§ **YOUR OBJECTIVE**: Start with the first line of the records below. Output each line exactly, ending with the one that contains "c.is_alphanumeric() || c".

§ **PROVIDED MATERIAL**:
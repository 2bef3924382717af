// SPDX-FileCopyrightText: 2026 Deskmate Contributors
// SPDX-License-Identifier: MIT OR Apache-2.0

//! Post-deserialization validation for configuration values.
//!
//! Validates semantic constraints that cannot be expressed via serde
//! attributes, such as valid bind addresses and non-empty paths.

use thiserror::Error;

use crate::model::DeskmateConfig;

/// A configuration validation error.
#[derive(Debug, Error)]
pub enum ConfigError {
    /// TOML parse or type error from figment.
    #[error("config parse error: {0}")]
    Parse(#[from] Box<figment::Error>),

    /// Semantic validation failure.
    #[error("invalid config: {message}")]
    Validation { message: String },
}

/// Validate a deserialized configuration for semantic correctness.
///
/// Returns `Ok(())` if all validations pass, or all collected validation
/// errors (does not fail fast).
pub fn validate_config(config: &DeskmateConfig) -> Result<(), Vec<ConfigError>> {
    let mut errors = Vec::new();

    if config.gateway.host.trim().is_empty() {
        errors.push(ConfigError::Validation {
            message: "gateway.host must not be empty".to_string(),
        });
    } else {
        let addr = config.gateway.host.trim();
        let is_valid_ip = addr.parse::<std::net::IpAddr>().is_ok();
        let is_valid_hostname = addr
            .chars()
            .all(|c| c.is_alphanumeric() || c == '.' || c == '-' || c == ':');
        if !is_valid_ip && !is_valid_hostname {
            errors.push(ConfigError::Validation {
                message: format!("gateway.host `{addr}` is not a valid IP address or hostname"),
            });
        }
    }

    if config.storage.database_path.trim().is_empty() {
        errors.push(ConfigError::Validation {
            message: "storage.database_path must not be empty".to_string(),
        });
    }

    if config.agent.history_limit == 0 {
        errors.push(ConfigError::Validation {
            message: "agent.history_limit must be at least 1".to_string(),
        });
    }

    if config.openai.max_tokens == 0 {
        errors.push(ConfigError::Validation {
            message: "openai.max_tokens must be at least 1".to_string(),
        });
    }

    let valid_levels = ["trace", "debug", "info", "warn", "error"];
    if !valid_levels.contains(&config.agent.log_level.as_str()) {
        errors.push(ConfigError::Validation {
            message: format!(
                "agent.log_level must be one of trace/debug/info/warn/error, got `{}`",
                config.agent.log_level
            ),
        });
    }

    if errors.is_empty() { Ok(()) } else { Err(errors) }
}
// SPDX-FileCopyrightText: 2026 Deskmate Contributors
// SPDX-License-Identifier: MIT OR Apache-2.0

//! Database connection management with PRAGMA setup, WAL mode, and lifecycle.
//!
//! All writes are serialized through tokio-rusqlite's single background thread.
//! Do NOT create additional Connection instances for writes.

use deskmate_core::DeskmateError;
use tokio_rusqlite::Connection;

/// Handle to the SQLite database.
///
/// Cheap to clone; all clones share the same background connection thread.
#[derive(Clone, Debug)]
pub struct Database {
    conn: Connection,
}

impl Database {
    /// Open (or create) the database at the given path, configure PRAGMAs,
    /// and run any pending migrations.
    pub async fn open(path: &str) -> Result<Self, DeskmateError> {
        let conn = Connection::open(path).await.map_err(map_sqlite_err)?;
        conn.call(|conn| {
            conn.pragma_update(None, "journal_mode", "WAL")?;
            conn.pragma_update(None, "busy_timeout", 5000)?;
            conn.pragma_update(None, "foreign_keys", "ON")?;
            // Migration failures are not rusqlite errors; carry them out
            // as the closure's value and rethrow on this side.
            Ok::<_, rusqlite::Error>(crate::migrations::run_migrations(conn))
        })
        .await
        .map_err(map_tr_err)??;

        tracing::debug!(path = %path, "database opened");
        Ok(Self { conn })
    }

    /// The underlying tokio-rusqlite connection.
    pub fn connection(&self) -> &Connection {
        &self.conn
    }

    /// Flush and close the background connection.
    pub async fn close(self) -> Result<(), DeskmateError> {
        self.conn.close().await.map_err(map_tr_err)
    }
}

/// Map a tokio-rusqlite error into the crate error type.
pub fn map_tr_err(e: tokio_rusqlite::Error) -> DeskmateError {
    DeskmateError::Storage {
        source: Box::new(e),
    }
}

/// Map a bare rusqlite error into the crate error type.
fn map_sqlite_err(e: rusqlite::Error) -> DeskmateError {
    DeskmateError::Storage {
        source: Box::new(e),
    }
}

§ **TASK ANSWER**:
repository 2bef3924382717af
// SPDX-FileCopyrightText: 2026 Deskmate Contributors
// SPDX-License-Identifier: MIT OR Apache-2.0

//! Post-deserialization validation for configuration values.
//!
//! Validates semantic constraints that cannot be expressed via serde
//! attributes, such as valid bind addresses and non-empty paths.

use thiserror::Error;

use crate::model::DeskmateConfig;

/// A configuration validation error.
#[derive(Debug, Error)]
pub enum ConfigError {
    /// TOML parse or type error from figment.
    #[error("config parse error: {0}")]
    Parse(#[from] Box<figment::Error>),

    /// Semantic validation failure.
    #[error("invalid config: {message}")]
    Validation { message: String },
}

/// Validate a deserialized configuration for semantic correctness.
///
/// Returns `Ok(())` if all validations pass, or all collected validation
/// errors (does not fail fast).
pub fn validate_config(config: &DeskmateConfig) -> Result<(), Vec<ConfigError>> {
    let mut errors = Vec::new();

    if config.gateway.host.trim().is_empty() {
        errors.push(ConfigError::Validation {
            message: "gateway.host must not be empty".to_string(),
        });
    } else {
        let addr = config.gateway.host.trim();
        let is_valid_ip = addr.parse::<std::net::IpAddr>().is_ok();
        let is_valid_hostname = addr
            .chars()
            .all(|c| c.is_alphanumeric() || c == '.' || c == '-' || c == ':');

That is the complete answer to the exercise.